──────── RECORD EXTRACTS ────────
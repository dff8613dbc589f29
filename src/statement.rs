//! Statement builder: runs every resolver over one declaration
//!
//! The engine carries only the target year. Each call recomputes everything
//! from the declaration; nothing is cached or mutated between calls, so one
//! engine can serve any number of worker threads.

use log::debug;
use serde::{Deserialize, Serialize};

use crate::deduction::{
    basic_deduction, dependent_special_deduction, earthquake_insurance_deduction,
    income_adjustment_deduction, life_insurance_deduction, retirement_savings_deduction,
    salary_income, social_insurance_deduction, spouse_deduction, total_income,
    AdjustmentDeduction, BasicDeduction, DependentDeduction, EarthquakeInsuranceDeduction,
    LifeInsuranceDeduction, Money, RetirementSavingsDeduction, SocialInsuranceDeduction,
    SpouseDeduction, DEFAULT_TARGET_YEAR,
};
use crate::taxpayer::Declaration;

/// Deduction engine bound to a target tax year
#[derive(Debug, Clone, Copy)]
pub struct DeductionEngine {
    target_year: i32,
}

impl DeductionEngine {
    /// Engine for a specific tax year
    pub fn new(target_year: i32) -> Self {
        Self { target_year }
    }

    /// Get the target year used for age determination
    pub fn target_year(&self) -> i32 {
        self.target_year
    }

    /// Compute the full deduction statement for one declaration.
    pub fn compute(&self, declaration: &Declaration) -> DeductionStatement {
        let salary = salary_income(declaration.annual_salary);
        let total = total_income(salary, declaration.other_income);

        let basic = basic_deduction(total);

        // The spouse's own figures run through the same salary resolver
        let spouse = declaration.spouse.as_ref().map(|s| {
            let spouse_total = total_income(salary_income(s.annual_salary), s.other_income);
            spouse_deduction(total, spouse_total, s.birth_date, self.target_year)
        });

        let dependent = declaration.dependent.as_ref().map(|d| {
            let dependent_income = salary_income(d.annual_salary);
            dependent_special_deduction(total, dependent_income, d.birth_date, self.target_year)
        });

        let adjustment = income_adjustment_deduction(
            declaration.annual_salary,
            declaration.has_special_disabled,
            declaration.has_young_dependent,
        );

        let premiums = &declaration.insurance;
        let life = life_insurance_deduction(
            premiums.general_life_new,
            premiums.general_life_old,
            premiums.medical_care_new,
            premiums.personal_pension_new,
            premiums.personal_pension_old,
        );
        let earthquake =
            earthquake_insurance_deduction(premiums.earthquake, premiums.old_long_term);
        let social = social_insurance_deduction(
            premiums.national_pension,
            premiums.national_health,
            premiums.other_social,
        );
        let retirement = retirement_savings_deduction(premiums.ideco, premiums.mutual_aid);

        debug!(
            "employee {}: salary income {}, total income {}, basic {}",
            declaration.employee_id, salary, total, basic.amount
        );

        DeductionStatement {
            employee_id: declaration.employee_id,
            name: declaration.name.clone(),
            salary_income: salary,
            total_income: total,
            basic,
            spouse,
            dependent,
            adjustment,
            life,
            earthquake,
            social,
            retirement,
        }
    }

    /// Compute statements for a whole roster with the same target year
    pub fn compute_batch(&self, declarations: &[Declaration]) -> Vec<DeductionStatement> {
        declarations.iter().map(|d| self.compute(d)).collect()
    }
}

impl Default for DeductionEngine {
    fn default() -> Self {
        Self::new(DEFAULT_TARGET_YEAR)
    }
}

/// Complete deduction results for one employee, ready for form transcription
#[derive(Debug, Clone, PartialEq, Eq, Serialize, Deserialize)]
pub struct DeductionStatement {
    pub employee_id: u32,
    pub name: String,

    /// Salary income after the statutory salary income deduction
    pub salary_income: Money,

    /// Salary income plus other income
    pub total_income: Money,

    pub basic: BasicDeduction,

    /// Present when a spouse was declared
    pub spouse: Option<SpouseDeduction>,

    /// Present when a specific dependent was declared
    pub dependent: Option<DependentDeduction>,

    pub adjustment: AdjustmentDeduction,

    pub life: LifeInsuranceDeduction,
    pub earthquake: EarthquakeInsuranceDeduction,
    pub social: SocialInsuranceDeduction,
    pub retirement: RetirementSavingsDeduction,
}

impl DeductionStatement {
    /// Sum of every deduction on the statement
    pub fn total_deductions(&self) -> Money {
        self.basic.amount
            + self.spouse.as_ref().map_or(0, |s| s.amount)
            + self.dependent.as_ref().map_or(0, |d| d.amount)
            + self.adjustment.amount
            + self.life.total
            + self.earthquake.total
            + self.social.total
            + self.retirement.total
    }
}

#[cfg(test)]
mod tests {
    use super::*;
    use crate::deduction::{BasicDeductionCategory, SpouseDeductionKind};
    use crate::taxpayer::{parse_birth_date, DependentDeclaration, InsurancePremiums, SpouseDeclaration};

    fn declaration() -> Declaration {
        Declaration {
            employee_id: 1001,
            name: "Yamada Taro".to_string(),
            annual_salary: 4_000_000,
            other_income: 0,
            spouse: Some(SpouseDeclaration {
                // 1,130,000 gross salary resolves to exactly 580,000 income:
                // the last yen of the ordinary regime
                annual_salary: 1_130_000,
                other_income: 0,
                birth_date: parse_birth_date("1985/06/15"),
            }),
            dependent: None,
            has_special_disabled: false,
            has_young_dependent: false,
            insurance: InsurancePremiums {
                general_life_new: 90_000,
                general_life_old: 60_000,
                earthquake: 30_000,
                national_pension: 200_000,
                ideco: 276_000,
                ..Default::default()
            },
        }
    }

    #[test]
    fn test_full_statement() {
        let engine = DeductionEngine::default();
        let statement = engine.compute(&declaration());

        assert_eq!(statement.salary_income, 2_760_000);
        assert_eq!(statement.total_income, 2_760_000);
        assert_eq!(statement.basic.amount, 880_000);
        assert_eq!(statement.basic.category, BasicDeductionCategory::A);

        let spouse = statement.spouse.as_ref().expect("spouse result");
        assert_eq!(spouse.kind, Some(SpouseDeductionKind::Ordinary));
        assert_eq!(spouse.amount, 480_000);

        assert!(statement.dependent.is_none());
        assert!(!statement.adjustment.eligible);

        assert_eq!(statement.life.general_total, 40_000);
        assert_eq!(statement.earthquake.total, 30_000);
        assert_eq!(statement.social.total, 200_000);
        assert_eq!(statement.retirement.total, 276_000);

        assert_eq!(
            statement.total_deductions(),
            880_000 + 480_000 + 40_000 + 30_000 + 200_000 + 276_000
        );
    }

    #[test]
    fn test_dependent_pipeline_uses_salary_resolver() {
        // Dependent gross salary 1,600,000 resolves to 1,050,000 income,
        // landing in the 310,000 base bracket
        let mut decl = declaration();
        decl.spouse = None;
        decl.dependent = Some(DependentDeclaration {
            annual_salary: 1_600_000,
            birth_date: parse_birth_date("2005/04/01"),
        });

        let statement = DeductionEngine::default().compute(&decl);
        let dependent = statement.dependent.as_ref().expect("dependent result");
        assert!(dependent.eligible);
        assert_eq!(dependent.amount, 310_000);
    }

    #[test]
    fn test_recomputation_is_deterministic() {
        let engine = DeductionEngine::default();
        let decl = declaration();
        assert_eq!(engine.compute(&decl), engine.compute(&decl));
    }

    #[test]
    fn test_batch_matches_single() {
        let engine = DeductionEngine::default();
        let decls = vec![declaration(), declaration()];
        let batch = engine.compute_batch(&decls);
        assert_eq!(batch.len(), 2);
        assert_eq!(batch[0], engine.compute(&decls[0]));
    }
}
────────
A word-for-word copy of the data is what should be returned.

[EXERCISE OUTPUT]
repository dff8613dbc589f29
filename src/statement.rs
//! Statement builder: runs every resolver over one declaration
//!
//! The engine carries only the target year. Each call recomputes everything
//! from the declaration; nothing is cached or mutated between calls, so one
//! engine can serve any number of worker threads.

use log::debug;
use serde::{Deserialize, Serialize};

use crate::deduction::{
    basic_deduction, dependent_special_deduction, earthquake_insurance_deduction,
    income_adjustment_deduction, life_insurance_deduction, retirement_savings_deduction,
    salary_income, social_insurance_deduction, spouse_deduction, total_income,
    AdjustmentDeduction, BasicDeduction, DependentDeduction, EarthquakeInsuranceDeduction,
    LifeInsuranceDeduction, Money, RetirementSavingsDeduction, SocialInsuranceDeduction,
    SpouseDeduction, DEFAULT_TARGET_YEAR,
};
use crate::taxpayer::Declaration;

/// Deduction engine bound to a target tax year
#[derive(Debug, Clone, Copy)]
pub struct DeductionEngine {
    target_year: i32,
}

impl DeductionEngine {
    /// Engine for a specific tax year
    pub fn new(target_year: i32) -> Self {
        Self { target_year }
    }

    /// Get the target year used for age determination
    pub fn target_year(&self) -> i32 {
        self.target_year
    }

    /// Compute the full deduction statement for one declaration.
    pub fn compute(&self, declaration: &Declaration) -> DeductionStatement {
        let salary = salary_income(declaration.annual_salary);
        let total = total_income(salary, declaration.other_income);

        let basic = basic_deduction(total);

        // The spouse's own figures run through the same salary resolver
        let spouse = declaration.spouse.as_ref().map(|s| {
            let spouse_total = total_income(salary_income(s.annual_salary), s.other_income);
            spouse_deduction(total, spouse_total, s.birth_date, self.target_year)
        });

        let dependent = declaration.dependent.as_ref().map(|d| {
            let dependent_income = salary_income(d.annual_salary);
            dependent_special_deduction(total, dependent_income, d.birth_date, self.target_year)
        });

        let adjustment = income_adjustment_deduction(
            declaration.annual_salary,
            declaration.has_special_disabled,
            declaration.has_young_dependent,
        );

        let premiums = &declaration.insurance;
        let life = life_insurance_deduction(
            premiums.general_life_new,
            premiums.general_life_old,
            premiums.medical_care_new,
            premiums.personal_pension_new,
            premiums.personal_pension_old,
        );
        let earthquake =
            earthquake_insurance_deduction(premiums.earthquake, premiums.old_long_term);
        let social = social_insurance_deduction(
            premiums.national_pension,
            premiums.national_health,
            premiums.other_social,
        );
        let retirement = retirement_savings_deduction(premiums.ideco, premiums.mutual_aid);

        debug!(
            "employee {}: salary income {}, total income {}, basic {}",
            declaration.employee_id, salary, total, basic.amount
        );

        DeductionStatement {
            employee_id: declaration.employee_id,
            name: declaration.name.clone(),
            salary_income: salary,
            total_income: total,
            basic,
            spouse,
            dependent,
            adjustment,
            life,
            earthquake,
            social,
            retirement,
        }
    }

    /// Compute statements for a whole roster with the same target year
    pub fn compute_batch(&self, declarations: &[Declaration]) -> Vec<DeductionStatement> {
        declarations.iter().map(|d| self.compute(d)).collect()
    }
}

impl Default for DeductionEngine {
    fn default() -> Self {
        Self::new(DEFAULT_TARGET_YEAR)
    }
}

/// Complete deduction results for one employee, ready for form transcription
#[derive(Debug, Clone, PartialEq, Eq, Serialize, Deserialize)]
pub struct DeductionStatement {
    pub employee_id: u32,
    pub name: String,

    /// Salary income after the statutory salary income deduction
    pub salary_income: Money,

    /// Salary income plus other income
    pub total_income: Money,

    pub basic: BasicDeduction,

    /// Present when a spouse was declared
    pub spouse: Option<SpouseDeduction>,

    /// Present when a specific dependent was declared
    pub dependent: Option<DependentDeduction>,

    pub adjustment: AdjustmentDeduction,

    pub life: LifeInsuranceDeduction,
    pub earthquake: EarthquakeInsuranceDeduction,
    pub social: SocialInsuranceDeduction,
    pub retirement: RetirementSavingsDeduction,
}

impl DeductionStatement {
    /// Sum of every deduction on the statement
    pub fn total_deductions(&self) -> Money {
        self.basic.amount
            + self.spouse.as_ref().map_or(0, |s| s.amount)
            + self.dependent.as_ref().map_or(0, |d| d.amount)
            + self.adjustment.amount
            + self.life.total
            + self.earthquake.total
            + self.social.total
            + self.retirement.total
    }
}

#[cfg(test)]
mod tests {
    use super::*;
    use crate::deduction::{BasicDeductionCategory, SpouseDeductionKind};
    use crate::taxpayer::{parse_birth_date, DependentDeclaration, InsurancePremiums, SpouseDeclaration};

    fn declaration() -> Declaration {
        Declaration {
            employee_id: 1001,
            name: "Yamada Taro".to_string(),
            annual_salary: 4_000_000,
            other_income: 0,
            spouse: Some(SpouseDeclaration {
                // 1,130,000 gross salary resolves to exactly 580,000 income:
                // the last yen of the ordinary regime
                annual_salary: 1_130_000,
                other_income: 0,
                birth_date: parse_birth_date("1985/06/15"),
            }),
            dependent: None,
            has_special_disabled: false,
            has_young_dependent: false,
            insurance: InsurancePremiums {
                general_life_new: 90_000,
                general_life_old: 60_000,
                earthquake: 30_000,
                national_pension: 200_000,
                ideco: 276_000,
                ..Default::default()
            },
        }
    }

    #[test]
    fn test_full_statement() {
        let engine = DeductionEngine::default();
        let statement = engine.compute(&declaration());

        assert_eq!(statement.salary_income, 2_760_000);
        assert_eq!(statement.total_income, 2_760_000);
        assert_eq!(statement.basic.amount, 880_000);
        assert_eq!(statement.basic.category, BasicDeductionCategory::A);

        let spouse = statement.spouse.as_ref().expect("spouse result");
        assert_eq!(spouse.kind, Some(SpouseDeductionKind::Ordinary));
        assert_eq!(spouse.amount, 480_000);

        assert!(statement.dependent.is_none());
        assert!(!statement.adjustment.eligible);

        assert_eq!(statement.life.general_total, 40_000);
        assert_eq!(statement.earthquake.total, 30_000);
        assert_eq!(statement.social.total, 200_000);
        assert_eq!(statement.retirement.total, 276_000);

        assert_eq!(
            statement.total_deductions(),
            880_000 + 480_000 + 40_000 + 30_000 + 200_000 + 276_000
        );
    }

    #[test]
    fn test_dependent_pipeline_uses_salary_resolver() {
        // Dependent gross salary 1,600,000 resolves to 1,050,000 income,
        // landing in the 310,000 base bracket
        let mut decl = declaration();
        decl.spouse = None;
        decl.dependent = Some(DependentDeclaration {
            annual_salary: 1_600_000,
            birth_date: parse_birth_date("2005/04/01"),
        });

        let statement = DeductionEngine::default().compute(&decl);
        let dependent = statement.dependent.as_ref().expect("dependent result");
        assert!(dependent.eligible);
        assert_eq!(dependent.amount, 310_000);
    }

    #[test]
    fn test_recomputation_is_deterministic() {
        let engine = DeductionEngine::default();
        let decl = declaration();
        assert_eq!(engine.compute(&decl), engine.compute(&decl));
    }

    #[test]
    fn test_batch_matches_single() {
        let engine = DeductionEngine::default();
        let decls = vec![declaration(), declaration()];
        let batch = engine.compute_batch(&decls);
        assert_eq!(batch.len(), 2);
        assert_eq!(batch[0], engine.compute(&decls[0]));
    }
}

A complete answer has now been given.